A pesar del frío y la lluvia hay montones y tendremos que elegir. Para empezar, los mariscos con corales van a menos: camarones, cigalas que esperan al verano, nécoras, etc. Que descansen y se reproduzcan en paz y como es debido. Pero tenemos todos los bivalvos en comida: almejas, berberechos (mejor es desear que la vieira se recupere), y también ostras. De pescados, aparte la angula que cuesta algo más que eso y medio, tenemos el besugo ya más barato (menos caro) que en estas fiestas, y en comida; no hablemos de la sardina aunque la hay, pero seca, ni del chincho que no da la medida, y a mucha gente le gusta la xarda y a más la lubina (coincide que es más cara). También tenemos calamar de profundidad (huyendo del frío, el pobre) pero no son chipirones (los que ponen "de la ría" son congelados).
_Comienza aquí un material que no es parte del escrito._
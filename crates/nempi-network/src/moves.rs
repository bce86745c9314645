//! Single-edge moves explored by structure search.

use serde::{Deserialize, Serialize};

use crate::graph::NetworkModel;

/// One local change to a network.
#[derive(Debug, Clone, Copy, PartialEq, Eq, Hash, Serialize, Deserialize)]
pub enum EdgeMove {
    Add { from: usize, to: usize },
    Remove { from: usize, to: usize },
    Reverse { from: usize, to: usize },
}

impl EdgeMove {
    /// The edge the move acts on, as `(from, to)` before the move.
    pub fn edge(&self) -> (usize, usize) {
        match *self {
            Self::Add { from, to } | Self::Remove { from, to } | Self::Reverse { from, to } => {
                (from, to)
            }
        }
    }

    pub fn kind(&self) -> &'static str {
        match self {
            Self::Add { .. } => "add",
            Self::Remove { .. } => "remove",
            Self::Reverse { .. } => "reverse",
        }
    }
}

/// All single-edge moves for `network`, in a fixed order.
///
/// Pairs are visited row-major (`from` outer, `to` inner). An existing edge
/// yields `Remove` then `Reverse`; a pair with no edge in either direction
/// yields `Add`. Moves may still be cycle-rejected when applied.
pub fn enumerate_moves(network: &NetworkModel) -> Vec<EdgeMove> {
    let n = network.len();
    let mut moves = Vec::with_capacity(n * n);
    for from in 0..n {
        for to in 0..n {
            if from == to {
                continue;
            }
            if network.has_edge(from, to) {
                moves.push(EdgeMove::Remove { from, to });
                moves.push(EdgeMove::Reverse { from, to });
            } else if !network.has_edge(to, from) {
                moves.push(EdgeMove::Add { from, to });
            }
        }
    }
    moves
}
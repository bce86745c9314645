//! `petgraph` DiGraph wrapper holding the causal network over P-genes.

use std::collections::HashMap;

use nalgebra::DMatrix;
use nempi_core::constants::INDICATOR_THRESHOLD;
use nempi_core::errors::NetworkError;
use petgraph::graph::{DiGraph, NodeIndex};
use petgraph::visit::EdgeRef;
use rand::seq::SliceRandom;
use rand::Rng;
use serde::{Deserialize, Serialize};

use super::{closure, dag_enforcement};
use crate::moves::EdgeMove;

/// The underlying directed graph type. Node weights are P-gene names and node
/// `i` always sits at `NodeIndex::new(i)`: nodes are never removed.
pub type PGeneGraph = DiGraph<String, ()>;

/// Serializable form of a network: P-gene names plus named edges.
#[derive(Debug, Clone, PartialEq, Eq, Serialize, Deserialize)]
pub struct NetworkSnapshot {
    pub p_genes: Vec<String>,
    pub edges: Vec<(String, String)>,
}

/// Directed acyclic causal network over a fixed P-gene vocabulary.
///
/// Edge i→j means perturbing i also produces the effect pattern of j.
/// Mutating methods keep the graph acyclic; [`NetworkModel::apply`] returns a new
/// value so snapshots held elsewhere are never touched.
#[derive(Debug, Clone)]
pub struct NetworkModel {
    graph: PGeneGraph,
    index: HashMap<String, usize>,
}

impl NetworkModel {
    /// A network without edges.
    pub fn empty(p_genes: &[String]) -> Self {
        let mut graph = PGeneGraph::with_capacity(p_genes.len(), 0);
        let mut index = HashMap::with_capacity(p_genes.len());
        for name in p_genes {
            let idx = graph.add_node(name.clone());
            index.insert(name.clone(), idx.index());
        }
        Self { graph, index }
    }

    /// A random DAG: nodes are placed in a random topological order and every
    /// forward pair gets an edge with probability `edge_probability`.
    pub fn random<R: Rng>(p_genes: &[String], edge_probability: f64, rng: &mut R) -> Self {
        let mut network = Self::empty(p_genes);
        let mut order: Vec<usize> = (0..p_genes.len()).collect();
        order.shuffle(rng);
        for a in 0..order.len() {
            for b in (a + 1)..order.len() {
                if rng.gen::<f64>() < edge_probability {
                    network.graph.add_edge(
                        NodeIndex::new(order[a]),
                        NodeIndex::new(order[b]),
                        (),
                    );
                }
            }
        }
        network
    }

    /// Build from index pairs, rejecting cycles and duplicates.
    pub fn from_edges(p_genes: &[String], edges: &[(usize, usize)]) -> Result<Self, NetworkError> {
        let mut network = Self::empty(p_genes);
        for &(from, to) in edges {
            network.add_edge(from, to)?;
        }
        Ok(network)
    }

    /// Build from an adjacency matrix (entries > 0.5 are edges).
    pub fn from_adjacency(p_genes: &[String], adjacency: &DMatrix<f64>) -> Result<Self, NetworkError> {
        let n = p_genes.len();
        let mut edges = Vec::new();
        for i in 0..n.min(adjacency.nrows()) {
            for j in 0..n.min(adjacency.ncols()) {
                if adjacency[(i, j)] > INDICATOR_THRESHOLD {
                    edges.push((i, j));
                }
            }
        }
        Self::from_edges(p_genes, &edges)
    }

    /// Rebuild from a snapshot.
    pub fn from_snapshot(snapshot: &NetworkSnapshot) -> Result<Self, NetworkError> {
        let mut network = Self::empty(&snapshot.p_genes);
        for (from, to) in &snapshot.edges {
            let f = network.require(from)?;
            let t = network.require(to)?;
            network.add_edge(f, t)?;
        }
        Ok(network)
    }

    /// Named, sorted edge list.
    pub fn snapshot(&self) -> NetworkSnapshot {
        NetworkSnapshot {
            p_genes: self.p_genes(),
            edges: self
                .edges()
                .into_iter()
                .map(|(f, t)| (self.name(f).to_string(), self.name(t).to_string()))
                .collect(),
        }
    }

    /// Number of P-genes.
    pub fn len(&self) -> usize {
        self.graph.node_count()
    }

    pub fn is_empty(&self) -> bool {
        self.graph.node_count() == 0
    }

    pub fn edge_count(&self) -> usize {
        self.graph.edge_count()
    }

    /// P-gene names in index order.
    pub fn p_genes(&self) -> Vec<String> {
        self.graph
            .node_indices()
            .map(|i| self.graph[i].clone())
            .collect()
    }

    pub fn name(&self, idx: usize) -> &str {
        &self.graph[NodeIndex::new(idx)]
    }

    pub fn index_of(&self, name: &str) -> Option<usize> {
        self.index.get(name).copied()
    }

    /// Direct access to the underlying graph.
    pub fn graph(&self) -> &PGeneGraph {
        &self.graph
    }

    pub fn has_edge(&self, from: usize, to: usize) -> bool {
        from < self.len()
            && to < self.len()
            && self
                .graph
                .contains_edge(NodeIndex::new(from), NodeIndex::new(to))
    }

    /// Edges as sorted index pairs.
    pub fn edges(&self) -> Vec<(usize, usize)> {
        let mut edges: Vec<(usize, usize)> = self
            .graph
            .edge_references()
            .map(|e| (e.source().index(), e.target().index()))
            .collect();
        edges.sort_unstable();
        edges
    }

    /// Add edge `from → to`. Self-loops and cycle-closing edges are rejected.
    pub fn add_edge(&mut self, from: usize, to: usize) -> Result<(), NetworkError> {
        self.check_node(from)?;
        self.check_node(to)?;
        if self.has_edge(from, to) {
            return Err(NetworkError::EdgeExists {
                from: self.name(from).to_string(),
                to: self.name(to).to_string(),
            });
        }
        let (f, t) = (NodeIndex::new(from), NodeIndex::new(to));
        if dag_enforcement::would_create_cycle(&self.graph, f, t) {
            return Err(self.cycle_rejected(from, to));
        }
        self.graph.add_edge(f, t, ());
        Ok(())
    }

    /// Remove edge `from → to`.
    pub fn remove_edge(&mut self, from: usize, to: usize) -> Result<(), NetworkError> {
        self.check_node(from)?;
        self.check_node(to)?;
        let edge = self
            .graph
            .find_edge(NodeIndex::new(from), NodeIndex::new(to))
            .ok_or_else(|| NetworkError::EdgeNotFound {
                from: self.name(from).to_string(),
                to: self.name(to).to_string(),
            })?;
        self.graph.remove_edge(edge);
        Ok(())
    }

    /// Replace `from → to` with `to → from`. If the reversed edge would close a
    /// cycle through another path, the graph is left unchanged.
    pub fn reverse_edge(&mut self, from: usize, to: usize) -> Result<(), NetworkError> {
        self.remove_edge(from, to)?;
        let (f, t) = (NodeIndex::new(from), NodeIndex::new(to));
        if dag_enforcement::would_create_cycle(&self.graph, t, f) {
            self.graph.add_edge(f, t, ());
            return Err(self.cycle_rejected(to, from));
        }
        self.graph.add_edge(t, f, ());
        Ok(())
    }

    /// Apply a move to a copy of this network.
    pub fn apply(&self, mv: &EdgeMove) -> Result<NetworkModel, NetworkError> {
        let mut next = self.clone();
        match *mv {
            EdgeMove::Add { from, to } => next.add_edge(from, to)?,
            EdgeMove::Remove { from, to } => next.remove_edge(from, to)?,
            EdgeMove::Reverse { from, to } => next.reverse_edge(from, to)?,
        }
        Ok(next)
    }

    /// 0/1 adjacency matrix.
    pub fn adjacency(&self) -> DMatrix<f64> {
        let n = self.len();
        let mut adjacency = DMatrix::zeros(n, n);
        for (f, t) in self.edges() {
            adjacency[(f, t)] = 1.0;
        }
        adjacency
    }

    /// Reflexive transitive closure T(φ).
    pub fn closure(&self) -> DMatrix<f64> {
        closure::transitive_closure(&self.graph)
    }

    /// Nodes reachable from `idx`, itself included.
    pub fn descendants(&self, idx: usize) -> Vec<usize> {
        closure::descendants(&self.graph, idx)
    }

    pub fn is_acyclic(&self) -> bool {
        !petgraph::algo::is_cyclic_directed(&self.graph)
    }

    /// Groups of P-genes that form cycles. Empty for every network built
    /// through this API.
    pub fn find_cycles(&self) -> Vec<Vec<String>> {
        dag_enforcement::find_cycles(&self.graph)
            .into_iter()
            .map(|scc| scc.into_iter().map(|i| self.graph[i].clone()).collect())
            .collect()
    }

    fn require(&self, name: &str) -> Result<usize, NetworkError> {
        self.index_of(name).ok_or_else(|| NetworkError::UnknownNode {
            name: name.to_string(),
        })
    }

    fn check_node(&self, idx: usize) -> Result<(), NetworkError> {
        if idx < self.len() {
            Ok(())
        } else {
            Err(NetworkError::UnknownNode {
                name: format!("#{idx}"),
            })
        }
    }

    fn cycle_rejected(&self, from: usize, to: usize) -> NetworkError {
        NetworkError::CycleRejected {
            from: self.name(from).to_string(),
            to: self.name(to).to_string(),
        }
    }
}

impl PartialEq for NetworkModel {
    fn eq(&self, other: &Self) -> bool {
        self.p_genes() == other.p_genes() && self.edges() == other.edges()
    }
}
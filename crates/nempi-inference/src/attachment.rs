//! E-gene attachment scoring for a fixed network and assignment.

use nalgebra::{DMatrix, DVector};
use rayon::prelude::*;

use crate::emission::EmissionTable;

/// Best attachment of every E-gene.
#[derive(Debug, Clone, PartialEq)]
pub struct Attachment {
    /// P-gene index per E-gene; `None` is the null node.
    pub targets: Vec<Option<usize>>,
    /// Best score per E-gene.
    pub scores: Vec<f64>,
    /// Sum of `scores`.
    pub total: f64,
}

impl Attachment {
    pub fn len(&self) -> usize {
        self.targets.len()
    }

    pub fn is_empty(&self) -> bool {
        self.targets.is_empty()
    }

    /// Number of E-genes left on the null node.
    pub fn unattached(&self) -> usize {
        self.targets.iter().filter(|t| t.is_none()).count()
    }
}

/// Scores every (E-gene, P-gene) pair under the Γ-weighted Gaussian likelihood
/// and attaches each E-gene to its best P-gene.
#[derive(Debug, Clone, Copy)]
pub struct AttachmentScorer<'a> {
    emission: &'a EmissionTable,
    allow_null: bool,
    parallel: bool,
}

impl<'a> AttachmentScorer<'a> {
    pub fn new(emission: &'a EmissionTable, allow_null: bool, parallel: bool) -> Self {
        Self {
            emission,
            allow_null,
            parallel,
        }
    }

    pub fn emission(&self) -> &'a EmissionTable {
        self.emission
    }

    /// F = Tᵀ Γ, each column clamped to [0, c_s].
    pub fn expected_effects(closure: &DMatrix<f64>, gamma: &DMatrix<f64>) -> DMatrix<f64> {
        let mass = column_mass(gamma);
        let mut f = closure.tr_mul(gamma);
        for s in 0..f.ncols() {
            let c = mass[s];
            for v in f.column_mut(s).iter_mut() {
                *v = v.max(0.0).min(c);
            }
        }
        f
    }

    /// Full E-genes × P-genes score matrix.
    pub fn score_matrix(&self, closure: &DMatrix<f64>, gamma: &DMatrix<f64>) -> DMatrix<f64> {
        let f = Self::expected_effects(closure, gamma);
        let base = self.emission.null_scores(&column_mass(gamma));
        let mut scores = self.emission.llr() * f.transpose();
        for (i, mut row) in scores.row_iter_mut().enumerate() {
            row.add_scalar_mut(base[i]);
        }
        scores
    }

    /// Attach every E-gene to its arg-max P-gene.
    ///
    /// Ties go to the lowest P-gene index. The null node wins only when it is
    /// strictly better than every P-gene.
    pub fn score(&self, closure: &DMatrix<f64>, gamma: &DMatrix<f64>) -> Attachment {
        let f = Self::expected_effects(closure, gamma);
        let base = self.emission.null_scores(&column_mass(gamma));
        let n_e = self.emission.n_e_genes();

        let best: Vec<(Option<usize>, f64)> = if self.parallel {
            (0..n_e)
                .into_par_iter()
                .map(|i| self.best_for_row(i, &f, base[i]))
                .collect()
        } else {
            (0..n_e).map(|i| self.best_for_row(i, &f, base[i])).collect()
        };

        let (targets, scores): (Vec<_>, Vec<_>) = best.into_iter().unzip();
        let total = scores.iter().sum();
        Attachment {
            targets,
            scores,
            total,
        }
    }

    fn best_for_row(&self, i: usize, f: &DMatrix<f64>, null: f64) -> (Option<usize>, f64) {
        let llr = self.emission.llr().row(i);
        let mut best: Option<(usize, f64)> = None;
        for k in 0..f.nrows() {
            let score = null + llr.dot(&f.row(k));
            if best.map_or(true, |(_, b)| score > b) {
                best = Some((k, score));
            }
        }
        match best {
            Some((_, b)) if self.allow_null && null > b => (None, null),
            Some((k, b)) => (Some(k), b),
            None => (None, null),
        }
    }
}

/// c_s: the Γ mass of every sample.
pub(crate) fn column_mass(gamma: &DMatrix<f64>) -> DVector<f64> {
    DVector::from_fn(gamma.ncols(), |s, _| gamma.column(s).sum())
}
De verduras: ¡señoras y señores!, comienzan ya suculentas nabizas (no rabizas) y al final, los grelos; repollos a tope (aguantaron las heladas), coliflores, espinacas y acelgas. La insigne berza gallega está en Enero en sazón. Yaunque hay un refrán que dice "Enero y Febrero lentejeros", corresponde a la Castilla y Extremadura imperiales, porque las lentejas no son nuestras. Las americanas son esas pequeñitas que no hay que poner a remojo y se cuecen muy bien: colesterol, cero.
De carnes, como Enero es de platos de cuchara, tenemos el cocido gallego por excelencia y más de caldo gallego al día siguiente. En fin, carne fresca de cerdo que de ternera haila todo el año. Añadamos la caza (conejo, perdiz, etc.; en Galicia el etc. es la liebre, y no llenan más que la tripa de los "cazadores") y los pavos, ya gordos aunque no sean como los capones. En Lugo, había explotaciones de faisanes que están ahora muy bien.
De postres, todos, pero no olvidemos el Roscón de Reyes que en muchos sitios lo hacen como lambetada hasta fin de mes. Y tenemos la fruta: kiwi, ya muy nuestro (empezamos ayudando al primero que lo puso en Ourense). Del limón para zumos no les digo nada, pero tenemos, como reinas, las naranjas y las mandarinas (las gallegas, aunque pocas, honradas y de un aroma mucho más intenso que las sureñas y levantinas). No crean en eso de que "En verano mero y en invierno, misionero". Es falso. Y echen una ojeada en esta página a las fiestas gastronómicas del mes que celebran tres productos que no citamos aquí. Bueno, voy a nombrarlos: queso, chorizo y botillo. ¿Sigo?. No, creo que basta.